The recent flooding in Yellowstone shows how impactful the force of water can be. In the space of a weekend, raging flood waters washed out highways, tore buildings from foundations, and inundated towns. And while engineering cannot feasibly design to anomalous storms (most storm design is to the 100-yr, 50-yr, or 10-yr storm) good design practices can improve the probability of long lasting design. 

Flooding between June 10-13, 2022 in Yellowstone let to historic flooding and destruction. Here the northeast entrance road was completed washed out. Photo by Jacob W. Frank and National Parks Service.

The ancient Incan civilization carefully planned and built Machu Picchu nearly 600 years ago, and yet according to Ken Wright, a civil engineer and expert researcher of Machu Picchu, “The Inca were better urban drainage engineers than we are at the present time, because they planned ahead.” (NOVA 2009) He estimates that 50-60 percent of the engineering effort is underground. 

The terraces on the  steep slopes help prevent erosion by slowing runoff velocities, but a major key to their continued survival is the subsurface layers of rock chips and stones, gravel, and sand in the terraces. Such materials allowed for the passage of water that was then collected and turned into fountains on lower terraces. Foregoing terraces would have allowed rainfall to collect and pull off the topsoil, eroding the arable land. Overlooking the subsurface drainage would have made the terraces unstable and liable to collapse.
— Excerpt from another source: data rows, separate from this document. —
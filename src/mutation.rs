// ============================================================================
// Mutations
// ============================================================================
// Actions d'administration envoyées au serveur (approbation, rejet, blocage,
// création, suppression, ...). Une action = un seul appel API.
//
// Pas de retry, pas de file d'attente : si l'appel échoue, le message est
// affiché et l'état local ne change pas.
// ============================================================================

use crate::models::{
    KycDocument, NewNotification, NewPlan, NewTask, Notification, Payment, Plan, Setting, Task,
    User, Withdrawal,
};
use crate::store::Resource;

/// Action d'administration
#[derive(Debug, Clone, PartialEq)]
pub enum Action {
    ApproveWithdrawal(i64),
    RejectWithdrawal(i64),
    ApproveKyc(i64),
    RejectKyc { id: i64, reason: String },
    ApprovePayment(i64),
    RejectPayment(i64),
    BlockUser(i64),
    UnblockUser(i64),
    DeletePlan(i64),
    DeleteTask(i64),
    CreatePlan(NewPlan),
    CreateTask(NewTask),
    SendNotification(NewNotification),
    MarkNotificationRead(i64),
    UpdateSetting { key: String, value: String },
}

impl Action {
    /// Ressource modifiée par l'action
    pub fn resource(&self) -> Resource {
        match self {
            Action::ApproveWithdrawal(_) | Action::RejectWithdrawal(_) => Resource::Withdrawals,
            Action::ApproveKyc(_) | Action::RejectKyc { .. } => Resource::Kyc,
            Action::ApprovePayment(_) | Action::RejectPayment(_) => Resource::Payments,
            Action::BlockUser(_) | Action::UnblockUser(_) => Resource::Users,
            Action::DeletePlan(_) | Action::CreatePlan(_) => Resource::Plans,
            Action::DeleteTask(_) | Action::CreateTask(_) => Resource::Tasks,
            Action::SendNotification(_) | Action::MarkNotificationRead(_) => Resource::Notifications,
            Action::UpdateSetting { .. } => Resource::Settings,
        }
    }

    /// Description courte, pour le bandeau et les logs
    pub fn describe(&self) -> String {
        match self {
            Action::ApproveWithdrawal(id) => format!("approve withdrawal #{}", id),
            Action::RejectWithdrawal(id) => format!("reject withdrawal #{}", id),
            Action::ApproveKyc(id) => format!("approve KYC document #{}", id),
            Action::RejectKyc { id, .. } => format!("reject KYC document #{}", id),
            Action::ApprovePayment(id) => format!("approve payment #{}", id),
            Action::RejectPayment(id) => format!("reject payment #{}", id),
            Action::BlockUser(id) => format!("block user #{}", id),
            Action::UnblockUser(id) => format!("unblock user #{}", id),
            Action::DeletePlan(id) => format!("delete plan #{}", id),
            Action::DeleteTask(id) => format!("delete task #{}", id),
            Action::CreatePlan(plan) => format!("create plan '{}'", plan.name),
            Action::CreateTask(task) => format!("create task '{}'", task.title),
            Action::SendNotification(n) => format!("send notification '{}'", n.title),
            Action::MarkNotificationRead(id) => format!("mark notification #{} as read", id),
            Action::UpdateSetting { key, .. } => format!("update setting '{}'", key),
        }
    }

    /// Identifiant de l'item visé, absent pour les créations et les paramètres
    pub fn target_id(&self) -> Option<i64> {
        match self {
            Action::ApproveWithdrawal(id)
            | Action::RejectWithdrawal(id)
            | Action::ApproveKyc(id)
            | Action::RejectKyc { id, .. }
            | Action::ApprovePayment(id)
            | Action::RejectPayment(id)
            | Action::BlockUser(id)
            | Action::UnblockUser(id)
            | Action::DeletePlan(id)
            | Action::DeleteTask(id)
            | Action::MarkNotificationRead(id) => Some(*id),
            Action::CreatePlan(_)
            | Action::CreateTask(_)
            | Action::SendNotification(_)
            | Action::UpdateSetting { .. } => None,
        }
    }

    /// Les actions destructrices ou irréversibles demandent une seconde pression
    ///
    /// Les actions issues d'une saisie (motif de rejet KYC, création, valeur
    /// de paramètre) sont confirmées par Entrée.
    pub fn needs_confirmation(&self) -> bool {
        !matches!(
            self,
            Action::RejectKyc { .. }
                | Action::MarkNotificationRead(_)
                | Action::CreatePlan(_)
                | Action::CreateTask(_)
                | Action::SendNotification(_)
                | Action::UpdateSetting { .. }
        )
    }
}

/// Entité renvoyée par le serveur après une mutation, si présente
#[derive(Debug, Clone, PartialEq)]
pub enum Updated {
    /// Réponse vide (204) ou sans entité exploitable
    Nothing,
    User(User),
    Withdrawal(Withdrawal),
    Kyc(KycDocument),
    Payment(Payment),
    Plan(Plan),
    Task(Task),
    Notification(Notification),
    Setting(Setting),
}

impl Updated {
    /// Convertit une réponse optionnelle en `Updated`
    pub fn from_option<T, F>(item: Option<T>, wrap: F) -> Updated
    where
        F: FnOnce(T) -> Updated,
    {
        item.map(wrap).unwrap_or(Updated::Nothing)
    }

    /// Ressource de l'entité renvoyée
    pub fn resource(&self) -> Option<Resource> {
        match self {
            Updated::Nothing => None,
            Updated::User(_) => Some(Resource::Users),
            Updated::Withdrawal(_) => Some(Resource::Withdrawals),
            Updated::Kyc(_) => Some(Resource::Kyc),
            Updated::Payment(_) => Some(Resource::Payments),
            Updated::Plan(_) => Some(Resource::Plans),
            Updated::Task(_) => Some(Resource::Tasks),
            Updated::Notification(_) => Some(Resource::Notifications),
            Updated::Setting(_) => Some(Resource::Settings),
        }
    }
}

#[cfg(test)]
mod tests {
    use super::*;

    #[test]
    fn test_action_resource_and_confirmation() {
        assert_eq!(Action::BlockUser(1).resource(), Resource::Users);
        assert!(Action::BlockUser(1).needs_confirmation());
        assert!(!Action::MarkNotificationRead(1).needs_confirmation());
        assert_eq!(Action::ApproveWithdrawal(9).describe(), "approve withdrawal #9");
    }

    #[test]
    fn test_target_id() {
        assert_eq!(Action::RejectKyc { id: 4, reason: "x".into() }.target_id(), Some(4));
        let setting = Action::UpdateSetting { key: "fee".into(), value: "1".into() };
        assert_eq!(setting.target_id(), None);
    }

    #[test]
    fn test_updated_from_option() {
        assert_eq!(Updated::from_option(None::<User>, Updated::User), Updated::Nothing);
    }
}
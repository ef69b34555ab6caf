// ============================================================================
// Structure : Payment
// ============================================================================
// Paiement déclaré par un utilisateur (virement, crypto) à confirmer
// ============================================================================

use chrono::{DateTime, Utc};
use serde::{Deserialize, Serialize};

use crate::models::{amount_from_any, Record};

api_enum! {
    /// Statut de confirmation d'un paiement
    PaymentStatus {
        Pending => "pending",
        Approved => "approved",
        Rejected => "rejected",
    }
}

/// Paiement entrant
#[derive(Debug, Clone, PartialEq, Serialize, Deserialize)]
pub struct Payment {
    pub id: i64,

    #[serde(default)]
    pub user_id: i64,

    #[serde(default, deserialize_with = "amount_from_any")]
    pub amount: f64,

    #[serde(default)]
    pub method: String,

    #[serde(default)]
    pub status: PaymentStatus,

    #[serde(default)]
    pub reference: String,

    #[serde(default)]
    pub created_at: DateTime<Utc>,
}

impl Record for Payment {
    fn id(&self) -> i64 {
        self.id
    }

    fn status_key(&self) -> &str {
        self.status.as_str()
    }

    fn kind_key(&self) -> Option<&str> {
        Some(self.method.as_str())
    }

    fn created_at(&self) -> DateTime<Utc> {
        self.created_at
    }

    fn amount(&self) -> f64 {
        self.amount
    }

    fn text_fields(&self) -> Vec<&str> {
        vec![self.method.as_str(), self.reference.as_str()]
    }
}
Machu Picchu has withstood centuries thanks to carefully planned engineering. Ken Wright estimates 50-60 percent of the engineering effort was spent on what is now underground. Photo courtesy of wikimedia commons.

A civilization that by all evidence did not have a “written language, use of the wheel, or availability of iron or steel” (Wright 2013) managed to preplan and engineer one of the most incredible sites known to humankind. Wright’s research at Machu Picchu highlights the careful preparation and technical planning used at each construction site.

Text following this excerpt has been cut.